**Input for this task**
——

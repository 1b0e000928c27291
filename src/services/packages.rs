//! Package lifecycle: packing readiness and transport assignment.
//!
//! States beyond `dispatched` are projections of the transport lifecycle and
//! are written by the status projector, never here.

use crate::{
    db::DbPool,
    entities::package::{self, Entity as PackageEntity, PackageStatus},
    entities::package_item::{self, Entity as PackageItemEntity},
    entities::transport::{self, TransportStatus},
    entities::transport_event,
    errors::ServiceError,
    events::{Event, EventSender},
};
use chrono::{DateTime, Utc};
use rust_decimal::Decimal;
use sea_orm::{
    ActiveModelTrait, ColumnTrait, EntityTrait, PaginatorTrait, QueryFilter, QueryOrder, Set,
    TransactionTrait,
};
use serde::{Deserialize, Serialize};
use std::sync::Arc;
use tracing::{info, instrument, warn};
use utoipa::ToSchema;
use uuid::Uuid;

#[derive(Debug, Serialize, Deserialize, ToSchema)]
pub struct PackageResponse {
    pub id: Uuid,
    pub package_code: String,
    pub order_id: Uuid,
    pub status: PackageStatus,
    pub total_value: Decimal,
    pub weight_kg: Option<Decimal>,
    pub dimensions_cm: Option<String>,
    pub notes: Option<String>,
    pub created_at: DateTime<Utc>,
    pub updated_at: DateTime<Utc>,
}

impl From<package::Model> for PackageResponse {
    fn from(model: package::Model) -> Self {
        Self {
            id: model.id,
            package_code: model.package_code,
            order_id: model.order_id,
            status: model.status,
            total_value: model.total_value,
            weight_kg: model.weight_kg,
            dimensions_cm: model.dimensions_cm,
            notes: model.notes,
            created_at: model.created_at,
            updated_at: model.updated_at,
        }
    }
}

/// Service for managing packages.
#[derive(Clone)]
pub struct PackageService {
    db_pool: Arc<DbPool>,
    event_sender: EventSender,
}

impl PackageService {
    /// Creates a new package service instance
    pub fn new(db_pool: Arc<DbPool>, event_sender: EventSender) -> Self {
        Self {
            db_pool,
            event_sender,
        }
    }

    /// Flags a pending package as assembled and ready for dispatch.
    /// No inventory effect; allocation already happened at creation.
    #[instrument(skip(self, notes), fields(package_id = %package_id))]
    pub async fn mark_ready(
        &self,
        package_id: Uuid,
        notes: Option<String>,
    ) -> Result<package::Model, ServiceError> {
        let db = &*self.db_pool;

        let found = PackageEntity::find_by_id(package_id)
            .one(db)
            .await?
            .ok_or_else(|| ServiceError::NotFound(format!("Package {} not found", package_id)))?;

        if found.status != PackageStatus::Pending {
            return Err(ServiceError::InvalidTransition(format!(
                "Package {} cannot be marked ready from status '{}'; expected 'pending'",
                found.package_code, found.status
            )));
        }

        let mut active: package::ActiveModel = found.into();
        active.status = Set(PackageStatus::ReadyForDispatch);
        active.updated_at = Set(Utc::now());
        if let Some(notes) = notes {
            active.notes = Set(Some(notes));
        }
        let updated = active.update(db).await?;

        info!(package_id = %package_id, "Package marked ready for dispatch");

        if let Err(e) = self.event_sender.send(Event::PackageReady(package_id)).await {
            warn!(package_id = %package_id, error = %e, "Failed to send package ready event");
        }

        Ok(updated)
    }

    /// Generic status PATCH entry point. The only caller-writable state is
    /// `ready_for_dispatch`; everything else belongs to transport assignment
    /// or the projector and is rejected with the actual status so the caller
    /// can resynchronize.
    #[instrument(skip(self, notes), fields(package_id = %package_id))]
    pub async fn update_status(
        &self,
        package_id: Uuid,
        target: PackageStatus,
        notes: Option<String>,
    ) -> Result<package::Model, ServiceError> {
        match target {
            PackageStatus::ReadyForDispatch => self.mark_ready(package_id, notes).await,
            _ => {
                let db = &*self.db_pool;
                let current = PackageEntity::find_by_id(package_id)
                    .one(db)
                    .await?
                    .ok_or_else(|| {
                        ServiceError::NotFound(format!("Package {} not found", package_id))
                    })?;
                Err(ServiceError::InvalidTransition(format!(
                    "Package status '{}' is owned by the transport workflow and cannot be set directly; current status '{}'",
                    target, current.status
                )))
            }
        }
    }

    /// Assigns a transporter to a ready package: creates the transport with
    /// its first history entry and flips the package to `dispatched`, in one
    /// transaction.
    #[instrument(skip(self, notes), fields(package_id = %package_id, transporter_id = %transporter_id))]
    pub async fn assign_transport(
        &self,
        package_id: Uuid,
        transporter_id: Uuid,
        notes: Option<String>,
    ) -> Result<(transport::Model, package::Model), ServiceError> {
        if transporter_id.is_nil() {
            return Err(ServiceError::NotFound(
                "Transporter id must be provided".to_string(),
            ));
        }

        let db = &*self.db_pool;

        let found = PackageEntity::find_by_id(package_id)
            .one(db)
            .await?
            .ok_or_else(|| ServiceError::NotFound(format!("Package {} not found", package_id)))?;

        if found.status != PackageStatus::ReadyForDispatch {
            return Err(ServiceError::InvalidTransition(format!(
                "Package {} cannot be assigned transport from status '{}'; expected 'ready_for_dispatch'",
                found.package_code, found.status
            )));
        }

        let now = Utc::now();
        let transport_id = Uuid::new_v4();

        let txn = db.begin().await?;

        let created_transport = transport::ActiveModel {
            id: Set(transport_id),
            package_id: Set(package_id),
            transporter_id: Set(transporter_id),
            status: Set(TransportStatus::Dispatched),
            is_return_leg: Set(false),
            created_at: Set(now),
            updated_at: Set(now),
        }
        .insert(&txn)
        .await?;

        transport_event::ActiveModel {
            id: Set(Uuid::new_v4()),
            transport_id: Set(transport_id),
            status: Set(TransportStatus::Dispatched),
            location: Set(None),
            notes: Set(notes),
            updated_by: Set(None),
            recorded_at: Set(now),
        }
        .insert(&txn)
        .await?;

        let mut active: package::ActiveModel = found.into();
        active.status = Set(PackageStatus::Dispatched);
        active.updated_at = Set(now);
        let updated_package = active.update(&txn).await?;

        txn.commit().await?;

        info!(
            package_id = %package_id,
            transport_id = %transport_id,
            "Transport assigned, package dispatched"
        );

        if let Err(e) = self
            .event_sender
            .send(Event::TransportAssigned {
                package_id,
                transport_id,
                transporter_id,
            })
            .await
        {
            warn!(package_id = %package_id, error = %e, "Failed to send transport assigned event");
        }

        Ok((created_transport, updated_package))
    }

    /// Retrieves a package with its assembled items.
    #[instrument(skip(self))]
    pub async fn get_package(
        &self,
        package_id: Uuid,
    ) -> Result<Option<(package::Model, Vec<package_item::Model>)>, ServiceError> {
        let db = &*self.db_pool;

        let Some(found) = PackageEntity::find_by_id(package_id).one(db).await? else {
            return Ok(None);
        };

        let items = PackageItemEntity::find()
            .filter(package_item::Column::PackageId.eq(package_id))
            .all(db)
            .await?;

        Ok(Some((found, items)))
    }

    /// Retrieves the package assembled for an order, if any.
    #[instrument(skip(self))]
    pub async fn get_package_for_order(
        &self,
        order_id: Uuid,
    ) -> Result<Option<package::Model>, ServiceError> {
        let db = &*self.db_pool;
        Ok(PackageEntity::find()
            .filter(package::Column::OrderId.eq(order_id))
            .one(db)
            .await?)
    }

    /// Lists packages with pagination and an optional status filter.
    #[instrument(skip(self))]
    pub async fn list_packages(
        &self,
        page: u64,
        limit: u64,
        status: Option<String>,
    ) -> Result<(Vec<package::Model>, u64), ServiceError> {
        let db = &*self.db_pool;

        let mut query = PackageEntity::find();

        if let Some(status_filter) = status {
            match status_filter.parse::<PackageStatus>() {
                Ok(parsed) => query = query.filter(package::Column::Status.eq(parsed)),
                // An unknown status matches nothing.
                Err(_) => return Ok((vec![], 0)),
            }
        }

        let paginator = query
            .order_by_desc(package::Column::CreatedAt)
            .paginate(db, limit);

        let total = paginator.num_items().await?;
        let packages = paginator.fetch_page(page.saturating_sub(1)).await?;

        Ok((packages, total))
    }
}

——

**What is being asked**
A single number is the answer here: the count of lines in the listing that hold the string "info".

**Solution for this task**
3